6. This produces a diamond-shaped graph, which starts out small at z₀ = 0, fans out in the middle, and then shrinks again as it approaches z₁₄ = 0.
Phase 3:
1. Now that we have this graph, we’re almost done. A 14-digit input that causes the Z register’s final value to be 0 can be found by finding sequences of digits that take us all the way through the graph from left to right.
  1. So, if we’ve read in, say, 12345, and digit 6 does not lead to a permissible z₆ value, then we know that 123456 is not the first six digits of any acceptable input.

The problem asks us specifically for the largest and smallest acceptable inputs.

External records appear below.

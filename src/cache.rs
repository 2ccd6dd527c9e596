use std::sync::{Arc, PoisonError, RwLock};
use std::time::{Duration, Instant};

use hickory_proto::op::Message;
use hickory_proto::rr::RecordType;
use rustc_hash::FxHashMap;
use tokio::task::JoinHandle;
use tokio_util::sync::CancellationToken;
use tracing::{debug, info};

/// 过期清理周期 / Interval of the background expiry sweep.
pub const SWEEP_INTERVAL: Duration = Duration::from_secs(60);

#[derive(Debug, Clone, PartialEq, Eq, Hash)]
pub struct CacheKey {
    pub qname: String,
    pub qtype: RecordType,
}

impl CacheKey {
    pub fn new(domain: &str, qtype: RecordType) -> Self {
        Self {
            qname: normalize_domain(domain),
            qtype,
        }
    }
}

#[derive(Debug, Clone)]
pub struct CacheEntry {
    pub message: Message,
    pub expires_at: Instant,
}

/// TTL 感知、容量有界的响应缓存 / Bounded, TTL-aware response cache.
///
/// When full, `set` evicts the entry that expires first, not the least
/// recently used one. Every message going in or out is a clone, so callers
/// and the cache never share mutable state.
pub struct DnsCache {
    entries: RwLock<FxHashMap<CacheKey, CacheEntry>>,
    capacity: usize,
    default_ttl: Duration,
}

impl DnsCache {
    pub fn new(capacity: usize, default_ttl: Duration) -> Self {
        Self {
            entries: RwLock::new(FxHashMap::default()),
            capacity: capacity.max(1),
            default_ttl,
        }
    }

    pub fn get(&self, domain: &str, qtype: RecordType) -> Option<Message> {
        self.get_at(domain, qtype, Instant::now())
    }

    /// Replacing an existing key never evicts; only a new key at capacity does.
    pub fn set(&self, domain: &str, qtype: RecordType, message: &Message) {
        self.set_at(domain, qtype, message, Instant::now());
    }

    fn get_at(&self, domain: &str, qtype: RecordType, now: Instant) -> Option<Message> {
        let key = CacheKey::new(domain, qtype);
        let entries = self.entries.read().unwrap_or_else(PoisonError::into_inner);
        let entry = entries.get(&key)?;
        // 过期条目留给清理任务删除 / expired entries are left for the sweep
        if now > entry.expires_at {
            return None;
        }
        Some(entry.message.clone())
    }

    fn set_at(&self, domain: &str, qtype: RecordType, message: &Message, now: Instant) {
        let key = CacheKey::new(domain, qtype);
        let entry = CacheEntry {
            message: message.clone(),
            expires_at: now + self.ttl_for(message),
        };

        let mut entries = self.entries.write().unwrap_or_else(PoisonError::into_inner);
        if entries.len() >= self.capacity && !entries.contains_key(&key) {
            evict_earliest(&mut entries);
        }
        entries.insert(key, entry);
    }

    /// 取 Answer 中最小 TTL，且不超过默认 TTL；无 Answer 时用默认 TTL。
    pub fn ttl_for(&self, message: &Message) -> Duration {
        let default_secs = self.default_ttl.as_secs();
        let min_answer = message.answers().iter().map(|r| u64::from(r.ttl())).min();
        match min_answer {
            Some(ttl) => Duration::from_secs(ttl.min(default_secs)),
            None => self.default_ttl,
        }
    }

    /// Removes every entry whose expiry lies strictly before `now`.
    pub fn sweep_expired(&self, now: Instant) -> usize {
        let mut entries = self.entries.write().unwrap_or_else(PoisonError::into_inner);
        let before = entries.len();
        entries.retain(|_, entry| entry.expires_at >= now);
        before - entries.len()
    }

    #[allow(dead_code)]
    pub fn clear(&self) {
        self.entries
            .write()
            .unwrap_or_else(PoisonError::into_inner)
            .clear();
    }

    pub fn len(&self) -> usize {
        self.entries
            .read()
            .unwrap_or_else(PoisonError::into_inner)
            .len()
    }

    #[allow(dead_code)]
    pub fn is_empty(&self) -> bool {
        self.len() == 0
    }

    /// 启动周期清理任务，随 `shutdown` 取消 / Spawns the periodic sweep, stopped by `shutdown`.
    pub fn spawn_sweeper(
        self: &Arc<Self>,
        period: Duration,
        shutdown: CancellationToken,
    ) -> JoinHandle<()> {
        let cache = Arc::clone(self);
        tokio::spawn(async move {
            let start = tokio::time::Instant::now() + period;
            let mut ticker = tokio::time::interval_at(start, period);
            loop {
                tokio::select! {
                    _ = shutdown.cancelled() => {
                        info!(target = "cache", "cache sweeper stopped");
                        break;
                    }
                    _ = ticker.tick() => {
                        let removed = cache.sweep_expired(Instant::now());
                        if removed > 0 {
                            debug!(target = "cache", removed, remaining = cache.len(), "expired entries swept");
                        }
                    }
                }
            }
        })
    }
}

fn evict_earliest(entries: &mut FxHashMap<CacheKey, CacheEntry>) {
    let victim = entries
        .iter()
        .min_by_key(|(_, entry)| entry.expires_at)
        .map(|(key, _)| key.clone());
    if let Some(key) = victim {
        debug!(target = "cache", qname = %key.qname, qtype = %key.qtype, "evicted earliest-expiring entry");
        entries.remove(&key);
    }
}

/// 小写并去掉末尾的点 / Lower-case and strip one trailing dot.
pub fn normalize_domain(domain: &str) -> String {
    let lower = domain.to_ascii_lowercase();
    match lower.strip_suffix('.') {
        Some(stripped) => stripped.to_string(),
        None => lower,
    }
}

To find these, we simply do a DFS on this graph, preferentially walking along edges formed by the largest digits, but backtracking to a smaller digit where necessary.

To reduce code duplication, this DFS algorithm takes function parameters that give it the next digit to look at or tell it when to backtrack (since, for instance, it will need to backtrack when hitting d=1 when searching for the largest acceptable input but when d=9 for the smallest acceptable input).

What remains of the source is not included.